Ia juga menekankan tantangan pelaksanaan kebijakan ini, terutama di sekolah dengan latar belakang bahasa ibu siswa yang beragam. Menurutnya, semua pihak harus terlibat, tidak hanya guru bahasa Jawa.
“Kalau semua pemangku kepentingan aware, maka kendala seperti perbedaan dialek Jawa Surabaya dengan Jawa Mataraman bisa diatasi bersama,” jelasnya.

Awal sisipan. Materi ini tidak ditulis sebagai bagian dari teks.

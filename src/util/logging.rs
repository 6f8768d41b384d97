//! Structured logging setup
//!
//! Console output by default, JSON lines when requested. `RUST_LOG` is
//! respected on top of the configured level. Initialization happens at most
//! once per process; later calls are ignored.
//!
//! ```no_run
//! use devscout::util::logging;
//!
//! // DEVSCOUT_LOG_LEVEL=debug DEVSCOUT_LOG_JSON=true
//! logging::init_from_env();
//! tracing::info!(context = "backend", "Matched devfile registry sample");
//! ```

use std::env;
use std::sync::Once;
use tracing::Level;
use tracing_subscriber::filter::Directive;
use tracing_subscriber::{fmt, layer::SubscriberExt, util::SubscriberInitExt, EnvFilter};

static INIT: Once = Once::new();

/// Dependencies that are noisy below `warn` unless `RUST_LOG` says otherwise
const QUIET_DEPENDENCIES: &[&str] = &["h2", "hyper", "hyper_util", "reqwest", "ignore"];

#[derive(Debug, Clone)]
pub struct LoggingConfig {
    /// Minimum level for this crate's events
    pub level: Level,
    pub use_json: bool,
    /// Include the module path (e.g. `devscout::scan`)
    pub include_target: bool,
    /// Include file and line number
    pub include_location: bool,
    pub include_thread_ids: bool,
}

impl Default for LoggingConfig {
    fn default() -> Self {
        Self {
            level: Level::INFO,
            use_json: false,
            include_target: true,
            include_location: false,
            include_thread_ids: false,
        }
    }
}

impl LoggingConfig {
    pub fn with_level(level: Level) -> Self {
        Self {
            level,
            ..Default::default()
        }
    }

    /// JSON output with every piece of metadata, for log collectors
    pub fn production() -> Self {
        Self {
            level: Level::INFO,
            use_json: true,
            include_target: true,
            include_location: true,
            include_thread_ids: true,
        }
    }

    fn filter(&self) -> EnvFilter {
        let mut filter = EnvFilter::from_default_env();
        if let Ok(directive) = format!("devscout={}", self.level).parse::<Directive>() {
            filter = filter.add_directive(directive);
        }

        if env::var("RUST_LOG").is_err() {
            for dependency in QUIET_DEPENDENCIES {
                if let Ok(directive) = format!("{}=warn", dependency).parse::<Directive>() {
                    filter = filter.add_directive(directive);
                }
            }
        }
        filter
    }
}

/// Parses a level name case-insensitively. Unknown names fall back to INFO
/// with a warning on stderr, since the subscriber is not up yet.
pub fn parse_level(level_str: &str) -> Level {
    match level_str.trim().to_lowercase().as_str() {
        "trace" => Level::TRACE,
        "debug" => Level::DEBUG,
        "info" => Level::INFO,
        "warn" | "warning" => Level::WARN,
        "error" => Level::ERROR,
        _ => {
            eprintln!(
                "Invalid log level '{}', defaulting to INFO. Valid levels: trace, debug, info, warn, error",
                level_str
            );
            Level::INFO
        }
    }
}

pub fn init_logging(config: LoggingConfig) {
    INIT.call_once(|| {
        let filter = config.filter();

        // Logs go to stderr so scan results on stdout stay machine readable
        if config.use_json {
            tracing_subscriber::registry()
                .with(filter)
                .with(
                    fmt::layer()
                        .json()
                        .with_writer(std::io::stderr)
                        .with_target(config.include_target)
                        .with_file(config.include_location)
                        .with_line_number(config.include_location)
                        .with_thread_ids(config.include_thread_ids)
                        .with_thread_names(config.include_thread_ids),
                )
                .init();
        } else {
            tracing_subscriber::registry()
                .with(filter)
                .with(
                    fmt::layer()
                        .with_writer(std::io::stderr)
                        .with_target(config.include_target)
                        .with_file(config.include_location)
                        .with_line_number(config.include_location)
                        .with_thread_ids(config.include_thread_ids)
                        .with_thread_names(config.include_thread_ids),
                )
                .init();
        }
    });
}

/// Reads `DEVSCOUT_LOG_LEVEL` and `DEVSCOUT_LOG_JSON`
pub fn init_from_env() {
    init_logging(config_from_env());
}

fn config_from_env() -> LoggingConfig {
    let level = env::var("DEVSCOUT_LOG_LEVEL")
        .map(|v| parse_level(&v))
        .unwrap_or(Level::INFO);

    let use_json = env::var("DEVSCOUT_LOG_JSON")
        .ok()
        .and_then(|v| v.parse::<bool>().ok())
        .unwrap_or(false);

    LoggingConfig {
        level,
        use_json,
        ..Default::default()
    }
}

Pentingnya Integrasi dan Inovasi
Lebih lanjut, Puji berpendapat bahwa penggunaan bahasa Jawa di sekolah perlu diimbangi dengan pembelajaran budaya Jawa lainnya seperti kesenian atau sastra Jawa. “Belajar tembang macapat misalnya, akan menumbuhkan kegembiraan sekaligus mengenalkan sastra Jawa yang puitis dan berbeda dengan bahasa keseharian,” ungkapnya.
Ia juga menekankan bahwa bahasa Jawa sarat nilai rasa dan unggah-ungguh. “Bahasa Jawa itu penuh perasaan. Misalnya kata ‘jatuh’ dalam bahasa Indonesia hanya satu, sedangkan dalam bahasa Jawa ada gelungup, kejengkang, dan sebagainya. Ini mengajarkan nilai rasa kepada penuturnya,” tuturnya.
Puji berharap kebijakan ini dijalankan secara konsisten dan tidak sporadis. “Kebijakan seperti ini harus berkelanjutan dan diukur keberhasilannya.
“Jika kurang berhasil, harus dicari terobosannya. Selain itu, perlu inovasi-inovasi agar sosialisasi bahasa Jawa ke generasi Z tidak hanya sebatas pedagogi. Tetapi juga dalam percakapan sehari-hari,” pungkasnya.